Top of Information

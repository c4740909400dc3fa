// Client for the crossbar switch. One client owns one persistent TCP
// connection: sessions are connection-scoped on the broker, so pooled or
// per-request connections would silently drop the login. Requests are
// strictly sequential over the stream, which is exactly the protocol's
// model.
use bytes::Bytes;
use crossbar_broker::{DiagnosticsSnapshot, Message, MessageId, MessageKind, Request, TracedEvent};
use crossbar_wire as wire;
use crossbar_wire::route::{ErrorReply, ListReply, SendReply, TraceReply, TransferReply};
use tokio::io::BufReader;
use tokio::net::TcpStream;
use tokio::net::tcp::{OwnedReadHalf, OwnedWriteHalf};
use uuid::Uuid;

// Per-iteration long-poll budget used by the serve loop.
const SERVE_POLL_SECONDS: f64 = 30.0;

pub type Result<T> = std::result::Result<T, ClientError>;

#[derive(thiserror::Error, Debug)]
pub enum ClientError {
    #[error("not logged in")]
    NotLoggedIn,
    #[error("{0}")]
    QueueDeleted(String),
    #[error("no such queue: {0}")]
    NoSuchQueue(String),
    #[error("call timed out waiting for a reply")]
    CallTimeout,
    #[error("server returned {status}: {message}")]
    Status { status: u16, message: String },
    #[error("decode: {0}")]
    Decode(#[from] serde_json::Error),
    #[error(transparent)]
    Wire(#[from] wire::Error),
    #[error("io: {0}")]
    Io(#[from] std::io::Error),
}

/// Connected switch client.
///
/// ```no_run
/// use crossbar_client::Client;
///
/// # async fn run() -> crossbar_client::Result<()> {
/// let mut client = Client::connect("127.0.0.1:8080").await?;
/// client.login("worker").await?;
/// client.create_persistent("svc").await?;
/// let (messages, next) = client.transfer(None, 10.0, &["svc"]).await?;
/// # let _ = (messages, next);
/// # Ok(())
/// # }
/// ```
pub struct Client {
    reader: BufReader<OwnedReadHalf>,
    writer: OwnedWriteHalf,
    max_body: usize,
}

impl Client {
    pub async fn connect(addr: impl tokio::net::ToSocketAddrs) -> Result<Self> {
        let stream = TcpStream::connect(addr).await?;
        stream.set_nodelay(true)?;
        let (read, write) = stream.into_split();
        Ok(Self {
            reader: BufReader::new(read),
            writer: write,
            max_body: wire::DEFAULT_MAX_BODY_BYTES,
        })
    }

    async fn roundtrip(&mut self, request: &Request) -> Result<Bytes> {
        let (method, target, body) = wire::encode_request(request);
        wire::write_request(&mut self.writer, method, &target, &body).await?;
        let (status, body) = wire::read_response(&mut self.reader, self.max_body).await?;
        if status != 200 {
            return Err(decode_failure(status, &body));
        }
        Ok(body)
    }

    pub async fn login(&mut self, session: &str) -> Result<()> {
        self.roundtrip(&Request::Login {
            session: session.to_string(),
        })
        .await?;
        Ok(())
    }

    pub async fn create_persistent(&mut self, queue: &str) -> Result<()> {
        self.roundtrip(&Request::CreatePersistent {
            queue: queue.to_string(),
        })
        .await?;
        Ok(())
    }

    pub async fn create_transient(&mut self, queue: &str) -> Result<()> {
        self.roundtrip(&Request::CreateTransient {
            queue: queue.to_string(),
        })
        .await?;
        Ok(())
    }

    pub async fn destroy(&mut self, queue: &str) -> Result<()> {
        self.roundtrip(&Request::Destroy {
            queue: queue.to_string(),
        })
        .await?;
        Ok(())
    }

    /// `None` means the queue does not exist on the broker.
    pub async fn send(&mut self, queue: &str, message: Message) -> Result<Option<MessageId>> {
        let body = self
            .roundtrip(&Request::Send {
                queue: queue.to_string(),
                message,
            })
            .await?;
        let reply: SendReply = serde_json::from_slice(&body)?;
        Ok(reply.id)
    }

    pub async fn ack(&mut self, id: &MessageId) -> Result<()> {
        self.roundtrip(&Request::Ack { id: id.clone() }).await?;
        Ok(())
    }

    /// Long-poll `queues` for entries past `from`, up to `timeout`
    /// seconds. Returns the batch plus the cursor for the next call.
    pub async fn transfer(
        &mut self,
        from: Option<u64>,
        timeout: f64,
        queues: &[&str],
    ) -> Result<(Vec<(MessageId, Message)>, Option<u64>)> {
        let body = self
            .roundtrip(&Request::Transfer {
                from,
                timeout,
                queues: queues.iter().map(|name| name.to_string()).collect(),
            })
            .await?;
        let reply: TransferReply = serde_json::from_slice(&body)?;
        let next = wire::decode_cursor(Some(&reply.next)).ok_or_else(|| ClientError::Status {
            status: 200,
            message: format!("unparseable cursor {:?}", reply.next),
        })?;
        Ok((reply.messages, next))
    }

    pub async fn trace(&mut self, from: u64, timeout: f64) -> Result<Vec<TracedEvent>> {
        let body = self.roundtrip(&Request::Trace { from, timeout }).await?;
        let reply: TraceReply = serde_json::from_slice(&body)?;
        Ok(reply.events)
    }

    pub async fn list(&mut self, prefix: &str) -> Result<Vec<String>> {
        let body = self
            .roundtrip(&Request::List {
                prefix: prefix.to_string(),
            })
            .await?;
        let reply: ListReply = serde_json::from_slice(&body)?;
        Ok(reply.queues)
    }

    pub async fn diagnostics(&mut self) -> Result<DiagnosticsSnapshot> {
        let body = self.roundtrip(&Request::Diagnostics).await?;
        Ok(serde_json::from_slice(&body)?)
    }

    /// Fetch a static asset by path.
    pub async fn get(&mut self, path: &str) -> Result<Bytes> {
        self.roundtrip(&Request::Get {
            path: path.to_string(),
        })
        .await
    }

    /// One request/response round trip: create a throwaway transient reply
    /// queue, send a request to `queue`, wait for the correlated reply, ack
    /// it, and return its payload.
    pub async fn call(
        &mut self,
        queue: &str,
        payload: impl Into<Bytes>,
        timeout: f64,
    ) -> Result<Bytes> {
        let reply_queue = format!("{queue}-reply-{}", Uuid::new_v4());
        self.create_transient(&reply_queue).await?;
        let sent = self
            .send(queue, Message::request(payload, reply_queue.clone()))
            .await?;
        if sent.is_none() {
            self.destroy(&reply_queue).await?;
            return Err(ClientError::NoSuchQueue(queue.to_string()));
        }
        let (messages, _) = self.transfer(None, timeout, &[reply_queue.as_str()]).await?;
        let Some((id, message)) = messages.into_iter().next() else {
            self.destroy(&reply_queue).await?;
            return Err(ClientError::CallTimeout);
        };
        self.ack(&id).await?;
        self.destroy(&reply_queue).await?;
        Ok(message.payload)
    }

    /// Worker loop: ensure `queue` exists, long-poll it, feed each request
    /// through `handler`, ack, and send the reply to the request's
    /// reply-to queue. Runs until the connection or the handler fails.
    pub async fn serve_with<F, Fut>(&mut self, queue: &str, mut handler: F) -> Result<()>
    where
        F: FnMut(Bytes) -> Fut,
        Fut: Future<Output = std::io::Result<Bytes>>,
    {
        self.create_persistent(queue).await?;
        let mut cursor = None;
        loop {
            let (messages, next) = self
                .transfer(cursor, SERVE_POLL_SECONDS, &[queue])
                .await?;
            cursor = next;
            for (id, message) in messages {
                let MessageKind::Request { reply_to } = message.kind else {
                    // A response landed on a service queue; drop it.
                    tracing::debug!(id = %id, "ignoring non-request message");
                    self.ack(&id).await?;
                    continue;
                };
                let reply = handler(message.payload).await?;
                // Ack before replying: at-least-once, exactly like a
                // well-behaved consumer.
                self.ack(&id).await?;
                self.send(&reply_to, Message::response(reply, id.clone()))
                    .await?;
            }
        }
    }
}

fn decode_failure(status: u16, body: &[u8]) -> ClientError {
    let message = serde_json::from_slice::<ErrorReply>(body)
        .map(|reply| reply.error)
        .unwrap_or_else(|_| String::from_utf8_lossy(body).into_owned());
    match status {
        403 => ClientError::NotLoggedIn,
        410 => ClientError::QueueDeleted(message),
        _ => ClientError::Status { status, message },
    }
}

Bottom of Information

What is required:
Print exactly the lines from the beginning of the entries through the line with "login. Requests are". Output nothing more.

Exercise answer:
repository c4740909400dc3fa
// Client for the crossbar switch. One client owns one persistent TCP
// connection: sessions are connection-scoped on the broker, so pooled or
// per-request connections would silently drop the login. Requests are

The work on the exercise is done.